TRY IT: Work out how many lines in these entries include the string "Manual", and give only that figure.
===== LISTED ENTRIES =====
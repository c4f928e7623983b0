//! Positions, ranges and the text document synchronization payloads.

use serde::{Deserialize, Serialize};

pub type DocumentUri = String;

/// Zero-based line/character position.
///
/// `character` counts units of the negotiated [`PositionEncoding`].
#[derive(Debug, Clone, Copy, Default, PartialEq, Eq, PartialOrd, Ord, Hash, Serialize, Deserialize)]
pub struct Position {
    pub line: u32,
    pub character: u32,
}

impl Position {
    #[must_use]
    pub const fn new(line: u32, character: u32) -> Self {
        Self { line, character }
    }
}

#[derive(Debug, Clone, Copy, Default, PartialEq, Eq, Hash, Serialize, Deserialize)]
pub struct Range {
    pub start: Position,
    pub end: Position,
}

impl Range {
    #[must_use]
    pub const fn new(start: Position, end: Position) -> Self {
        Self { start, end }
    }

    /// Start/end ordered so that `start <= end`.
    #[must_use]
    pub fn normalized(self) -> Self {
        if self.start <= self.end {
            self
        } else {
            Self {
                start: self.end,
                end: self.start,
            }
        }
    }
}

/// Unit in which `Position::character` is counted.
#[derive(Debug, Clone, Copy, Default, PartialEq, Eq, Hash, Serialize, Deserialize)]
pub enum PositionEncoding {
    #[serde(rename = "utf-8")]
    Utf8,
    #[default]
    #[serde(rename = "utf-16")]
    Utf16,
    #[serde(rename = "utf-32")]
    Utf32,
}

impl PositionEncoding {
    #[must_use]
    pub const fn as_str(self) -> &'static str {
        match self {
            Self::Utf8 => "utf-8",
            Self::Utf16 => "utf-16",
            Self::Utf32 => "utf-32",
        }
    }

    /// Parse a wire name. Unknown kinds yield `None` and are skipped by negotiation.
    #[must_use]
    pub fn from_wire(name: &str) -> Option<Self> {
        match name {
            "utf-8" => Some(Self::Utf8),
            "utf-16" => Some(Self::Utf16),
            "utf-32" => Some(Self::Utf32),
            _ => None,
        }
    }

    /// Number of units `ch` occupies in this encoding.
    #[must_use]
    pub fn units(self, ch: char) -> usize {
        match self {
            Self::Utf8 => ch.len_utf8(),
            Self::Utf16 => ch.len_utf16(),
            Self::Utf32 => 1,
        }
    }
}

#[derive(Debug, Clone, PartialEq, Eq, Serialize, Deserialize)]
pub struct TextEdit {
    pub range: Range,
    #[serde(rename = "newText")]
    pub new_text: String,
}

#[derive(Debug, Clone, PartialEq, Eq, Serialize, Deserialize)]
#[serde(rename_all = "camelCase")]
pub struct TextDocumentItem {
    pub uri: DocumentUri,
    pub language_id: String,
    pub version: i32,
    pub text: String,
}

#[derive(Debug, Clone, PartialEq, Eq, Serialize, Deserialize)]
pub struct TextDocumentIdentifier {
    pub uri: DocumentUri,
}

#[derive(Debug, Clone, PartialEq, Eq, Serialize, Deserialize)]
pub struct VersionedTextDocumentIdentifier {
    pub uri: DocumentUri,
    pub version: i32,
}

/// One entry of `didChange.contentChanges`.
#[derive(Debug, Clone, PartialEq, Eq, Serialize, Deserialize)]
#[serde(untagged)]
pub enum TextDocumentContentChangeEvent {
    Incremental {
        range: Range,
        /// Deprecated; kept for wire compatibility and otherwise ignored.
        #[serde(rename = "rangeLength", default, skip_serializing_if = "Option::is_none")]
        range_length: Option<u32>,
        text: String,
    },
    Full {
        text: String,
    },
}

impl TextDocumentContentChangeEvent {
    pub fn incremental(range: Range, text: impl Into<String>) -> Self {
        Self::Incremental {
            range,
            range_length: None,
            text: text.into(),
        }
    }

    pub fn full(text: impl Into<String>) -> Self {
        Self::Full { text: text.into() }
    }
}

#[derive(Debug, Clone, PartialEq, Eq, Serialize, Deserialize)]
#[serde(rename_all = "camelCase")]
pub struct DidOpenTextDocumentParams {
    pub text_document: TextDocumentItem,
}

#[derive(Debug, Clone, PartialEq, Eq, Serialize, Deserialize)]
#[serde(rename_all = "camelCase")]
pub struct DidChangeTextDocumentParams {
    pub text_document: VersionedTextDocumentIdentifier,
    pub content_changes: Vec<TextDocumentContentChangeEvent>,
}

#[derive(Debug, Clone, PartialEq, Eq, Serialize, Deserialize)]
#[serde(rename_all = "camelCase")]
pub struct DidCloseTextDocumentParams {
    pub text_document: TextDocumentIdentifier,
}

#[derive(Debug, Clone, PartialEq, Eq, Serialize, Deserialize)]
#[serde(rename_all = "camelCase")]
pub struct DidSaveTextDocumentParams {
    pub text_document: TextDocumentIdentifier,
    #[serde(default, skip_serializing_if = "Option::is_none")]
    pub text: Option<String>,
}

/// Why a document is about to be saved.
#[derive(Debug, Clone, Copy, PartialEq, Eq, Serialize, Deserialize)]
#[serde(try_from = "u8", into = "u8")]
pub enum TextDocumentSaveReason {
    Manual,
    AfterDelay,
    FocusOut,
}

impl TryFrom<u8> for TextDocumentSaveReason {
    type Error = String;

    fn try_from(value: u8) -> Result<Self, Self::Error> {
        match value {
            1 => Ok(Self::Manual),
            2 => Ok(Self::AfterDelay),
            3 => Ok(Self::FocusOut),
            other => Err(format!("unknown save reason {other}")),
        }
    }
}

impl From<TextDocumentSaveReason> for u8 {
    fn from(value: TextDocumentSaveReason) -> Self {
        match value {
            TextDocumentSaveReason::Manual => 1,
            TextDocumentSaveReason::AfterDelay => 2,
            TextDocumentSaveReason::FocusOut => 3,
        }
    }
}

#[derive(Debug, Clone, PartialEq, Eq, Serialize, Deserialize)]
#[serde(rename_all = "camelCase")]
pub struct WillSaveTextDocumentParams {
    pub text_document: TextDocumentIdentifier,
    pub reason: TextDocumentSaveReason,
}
=====
===== LISTED ENTRIES =====
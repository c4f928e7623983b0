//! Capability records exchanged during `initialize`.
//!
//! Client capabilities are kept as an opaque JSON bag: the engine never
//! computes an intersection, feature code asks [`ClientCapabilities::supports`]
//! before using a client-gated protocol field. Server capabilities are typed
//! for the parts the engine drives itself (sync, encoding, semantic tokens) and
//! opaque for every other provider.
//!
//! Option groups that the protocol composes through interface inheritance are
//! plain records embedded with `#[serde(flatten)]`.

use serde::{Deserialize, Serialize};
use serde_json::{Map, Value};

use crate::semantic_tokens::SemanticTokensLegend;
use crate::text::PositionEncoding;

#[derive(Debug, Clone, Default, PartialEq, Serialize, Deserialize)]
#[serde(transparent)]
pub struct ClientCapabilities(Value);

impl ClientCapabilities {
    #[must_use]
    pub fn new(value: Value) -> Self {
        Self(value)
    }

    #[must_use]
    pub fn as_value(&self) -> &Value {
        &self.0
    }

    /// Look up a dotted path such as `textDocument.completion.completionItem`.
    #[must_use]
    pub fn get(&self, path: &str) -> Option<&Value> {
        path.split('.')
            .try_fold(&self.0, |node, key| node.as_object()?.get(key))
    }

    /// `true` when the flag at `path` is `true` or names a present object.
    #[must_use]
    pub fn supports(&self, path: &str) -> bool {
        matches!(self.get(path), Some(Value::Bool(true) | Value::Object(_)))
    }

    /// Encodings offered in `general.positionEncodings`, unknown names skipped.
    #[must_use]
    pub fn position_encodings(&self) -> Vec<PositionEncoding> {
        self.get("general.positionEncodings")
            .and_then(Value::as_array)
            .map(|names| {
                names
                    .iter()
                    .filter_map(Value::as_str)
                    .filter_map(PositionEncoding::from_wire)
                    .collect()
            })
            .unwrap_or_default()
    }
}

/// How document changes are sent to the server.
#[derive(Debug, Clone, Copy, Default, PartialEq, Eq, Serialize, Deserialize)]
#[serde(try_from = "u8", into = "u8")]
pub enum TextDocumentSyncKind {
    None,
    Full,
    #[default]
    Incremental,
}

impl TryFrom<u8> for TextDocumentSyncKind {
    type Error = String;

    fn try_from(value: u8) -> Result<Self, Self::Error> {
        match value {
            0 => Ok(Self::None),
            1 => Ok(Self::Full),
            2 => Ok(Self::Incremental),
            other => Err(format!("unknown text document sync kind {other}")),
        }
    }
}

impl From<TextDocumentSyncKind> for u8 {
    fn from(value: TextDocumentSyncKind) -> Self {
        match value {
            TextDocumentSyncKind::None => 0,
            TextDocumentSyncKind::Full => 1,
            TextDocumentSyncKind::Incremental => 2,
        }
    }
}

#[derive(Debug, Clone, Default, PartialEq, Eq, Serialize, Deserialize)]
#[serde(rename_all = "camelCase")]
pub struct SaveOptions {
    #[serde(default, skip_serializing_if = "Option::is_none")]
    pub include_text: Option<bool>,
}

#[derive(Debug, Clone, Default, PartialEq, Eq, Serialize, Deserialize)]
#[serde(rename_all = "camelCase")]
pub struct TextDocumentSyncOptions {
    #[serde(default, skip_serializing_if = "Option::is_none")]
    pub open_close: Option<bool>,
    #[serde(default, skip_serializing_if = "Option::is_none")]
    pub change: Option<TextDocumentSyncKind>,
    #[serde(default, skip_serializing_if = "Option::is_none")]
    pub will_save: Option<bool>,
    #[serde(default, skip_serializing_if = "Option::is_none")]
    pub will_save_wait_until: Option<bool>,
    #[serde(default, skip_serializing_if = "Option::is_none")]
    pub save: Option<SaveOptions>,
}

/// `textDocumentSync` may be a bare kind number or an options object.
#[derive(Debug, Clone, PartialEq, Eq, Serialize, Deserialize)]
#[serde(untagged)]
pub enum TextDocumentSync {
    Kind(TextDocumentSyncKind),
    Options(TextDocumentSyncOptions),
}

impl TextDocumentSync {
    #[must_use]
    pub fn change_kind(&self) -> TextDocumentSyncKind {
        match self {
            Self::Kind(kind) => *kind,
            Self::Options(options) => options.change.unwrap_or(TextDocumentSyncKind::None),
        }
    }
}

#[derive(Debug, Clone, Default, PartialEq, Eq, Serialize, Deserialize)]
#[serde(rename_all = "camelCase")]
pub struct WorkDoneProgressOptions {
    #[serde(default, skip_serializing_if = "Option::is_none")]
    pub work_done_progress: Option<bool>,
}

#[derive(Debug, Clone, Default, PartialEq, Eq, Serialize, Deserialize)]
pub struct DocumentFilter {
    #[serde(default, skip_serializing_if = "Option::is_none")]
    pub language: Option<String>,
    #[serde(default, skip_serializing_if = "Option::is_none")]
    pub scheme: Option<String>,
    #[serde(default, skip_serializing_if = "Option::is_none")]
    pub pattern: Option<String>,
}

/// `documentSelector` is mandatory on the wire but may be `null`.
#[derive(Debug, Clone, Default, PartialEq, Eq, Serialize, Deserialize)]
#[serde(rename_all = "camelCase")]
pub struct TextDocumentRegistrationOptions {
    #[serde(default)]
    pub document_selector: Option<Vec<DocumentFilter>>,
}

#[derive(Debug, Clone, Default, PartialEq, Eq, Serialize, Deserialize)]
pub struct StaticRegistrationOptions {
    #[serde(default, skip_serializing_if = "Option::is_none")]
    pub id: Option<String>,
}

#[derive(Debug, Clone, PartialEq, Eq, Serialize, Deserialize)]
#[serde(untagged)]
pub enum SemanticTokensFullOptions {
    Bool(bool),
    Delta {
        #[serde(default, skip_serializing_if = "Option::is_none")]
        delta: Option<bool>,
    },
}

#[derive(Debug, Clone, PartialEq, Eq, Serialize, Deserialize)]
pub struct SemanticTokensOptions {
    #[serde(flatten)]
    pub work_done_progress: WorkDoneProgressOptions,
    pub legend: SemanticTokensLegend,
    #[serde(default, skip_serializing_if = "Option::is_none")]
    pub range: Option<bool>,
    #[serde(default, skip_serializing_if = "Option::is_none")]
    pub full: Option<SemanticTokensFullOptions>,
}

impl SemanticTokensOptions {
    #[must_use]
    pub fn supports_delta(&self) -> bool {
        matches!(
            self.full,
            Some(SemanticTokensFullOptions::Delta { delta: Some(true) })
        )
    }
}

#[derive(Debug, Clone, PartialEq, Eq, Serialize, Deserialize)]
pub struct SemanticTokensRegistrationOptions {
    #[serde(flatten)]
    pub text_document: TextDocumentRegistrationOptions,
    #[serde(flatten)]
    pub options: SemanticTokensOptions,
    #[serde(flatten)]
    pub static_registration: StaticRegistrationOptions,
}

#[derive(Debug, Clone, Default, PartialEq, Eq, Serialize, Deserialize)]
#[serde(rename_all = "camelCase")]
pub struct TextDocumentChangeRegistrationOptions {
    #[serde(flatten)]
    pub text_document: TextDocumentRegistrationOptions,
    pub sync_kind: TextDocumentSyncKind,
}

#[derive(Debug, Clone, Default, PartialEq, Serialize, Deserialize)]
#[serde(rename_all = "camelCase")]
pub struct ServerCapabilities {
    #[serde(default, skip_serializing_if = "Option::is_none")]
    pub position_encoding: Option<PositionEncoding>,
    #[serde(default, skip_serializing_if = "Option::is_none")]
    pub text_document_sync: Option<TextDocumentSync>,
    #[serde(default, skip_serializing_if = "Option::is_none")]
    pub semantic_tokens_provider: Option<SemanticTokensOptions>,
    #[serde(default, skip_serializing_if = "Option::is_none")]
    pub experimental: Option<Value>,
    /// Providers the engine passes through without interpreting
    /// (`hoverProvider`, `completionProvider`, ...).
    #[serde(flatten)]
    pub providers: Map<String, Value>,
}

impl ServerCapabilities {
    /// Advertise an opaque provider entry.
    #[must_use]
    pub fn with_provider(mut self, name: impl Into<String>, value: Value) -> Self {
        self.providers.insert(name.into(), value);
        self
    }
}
=====
===== LISTED ENTRIES =====
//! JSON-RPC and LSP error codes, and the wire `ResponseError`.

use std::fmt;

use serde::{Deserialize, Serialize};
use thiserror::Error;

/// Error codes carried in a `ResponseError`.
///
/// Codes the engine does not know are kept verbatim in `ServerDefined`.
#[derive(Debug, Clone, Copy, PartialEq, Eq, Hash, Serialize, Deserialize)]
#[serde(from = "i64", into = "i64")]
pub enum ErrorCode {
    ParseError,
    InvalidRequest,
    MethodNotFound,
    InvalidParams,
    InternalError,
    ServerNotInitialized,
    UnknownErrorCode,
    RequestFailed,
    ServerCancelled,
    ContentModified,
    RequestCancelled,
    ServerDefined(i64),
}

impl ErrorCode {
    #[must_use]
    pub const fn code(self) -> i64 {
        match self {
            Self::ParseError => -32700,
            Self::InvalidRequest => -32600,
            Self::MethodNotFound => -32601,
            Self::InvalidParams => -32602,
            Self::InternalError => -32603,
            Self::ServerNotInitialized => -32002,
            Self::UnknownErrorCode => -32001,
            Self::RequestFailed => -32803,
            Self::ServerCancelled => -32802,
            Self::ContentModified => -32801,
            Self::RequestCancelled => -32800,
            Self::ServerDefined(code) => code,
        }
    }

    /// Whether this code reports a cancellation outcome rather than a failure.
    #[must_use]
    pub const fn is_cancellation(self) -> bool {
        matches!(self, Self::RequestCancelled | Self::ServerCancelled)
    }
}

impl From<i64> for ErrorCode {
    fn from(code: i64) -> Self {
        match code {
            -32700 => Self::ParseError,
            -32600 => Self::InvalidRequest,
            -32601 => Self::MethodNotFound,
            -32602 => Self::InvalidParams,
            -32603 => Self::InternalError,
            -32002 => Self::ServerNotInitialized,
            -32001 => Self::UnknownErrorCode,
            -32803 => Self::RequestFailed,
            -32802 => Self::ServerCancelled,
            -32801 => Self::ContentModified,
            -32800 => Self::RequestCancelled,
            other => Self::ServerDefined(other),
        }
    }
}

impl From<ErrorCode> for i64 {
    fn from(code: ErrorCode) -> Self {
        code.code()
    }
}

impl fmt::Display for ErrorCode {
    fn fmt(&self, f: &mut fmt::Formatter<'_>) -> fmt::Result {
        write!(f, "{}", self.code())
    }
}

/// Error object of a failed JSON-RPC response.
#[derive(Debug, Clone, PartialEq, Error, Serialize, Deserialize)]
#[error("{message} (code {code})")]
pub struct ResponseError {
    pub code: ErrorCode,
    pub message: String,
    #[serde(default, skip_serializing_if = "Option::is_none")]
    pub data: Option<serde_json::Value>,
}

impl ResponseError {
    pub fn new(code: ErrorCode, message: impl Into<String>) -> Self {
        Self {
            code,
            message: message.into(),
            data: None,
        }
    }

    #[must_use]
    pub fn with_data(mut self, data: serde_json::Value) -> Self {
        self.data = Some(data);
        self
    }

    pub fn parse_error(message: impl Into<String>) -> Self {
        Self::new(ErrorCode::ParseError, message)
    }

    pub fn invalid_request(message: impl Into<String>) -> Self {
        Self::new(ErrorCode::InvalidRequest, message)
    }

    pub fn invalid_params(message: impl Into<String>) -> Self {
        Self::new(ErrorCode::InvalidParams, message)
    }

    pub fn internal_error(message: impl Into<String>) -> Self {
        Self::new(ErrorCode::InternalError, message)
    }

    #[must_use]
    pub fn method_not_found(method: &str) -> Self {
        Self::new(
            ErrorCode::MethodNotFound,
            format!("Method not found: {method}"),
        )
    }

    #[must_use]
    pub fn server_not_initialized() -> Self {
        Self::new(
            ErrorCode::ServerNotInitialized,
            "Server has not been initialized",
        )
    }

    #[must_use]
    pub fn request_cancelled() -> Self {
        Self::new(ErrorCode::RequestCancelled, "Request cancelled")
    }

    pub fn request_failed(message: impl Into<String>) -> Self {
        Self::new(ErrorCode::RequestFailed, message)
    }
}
=====
ANSWER TO THIS PROBLEM: 3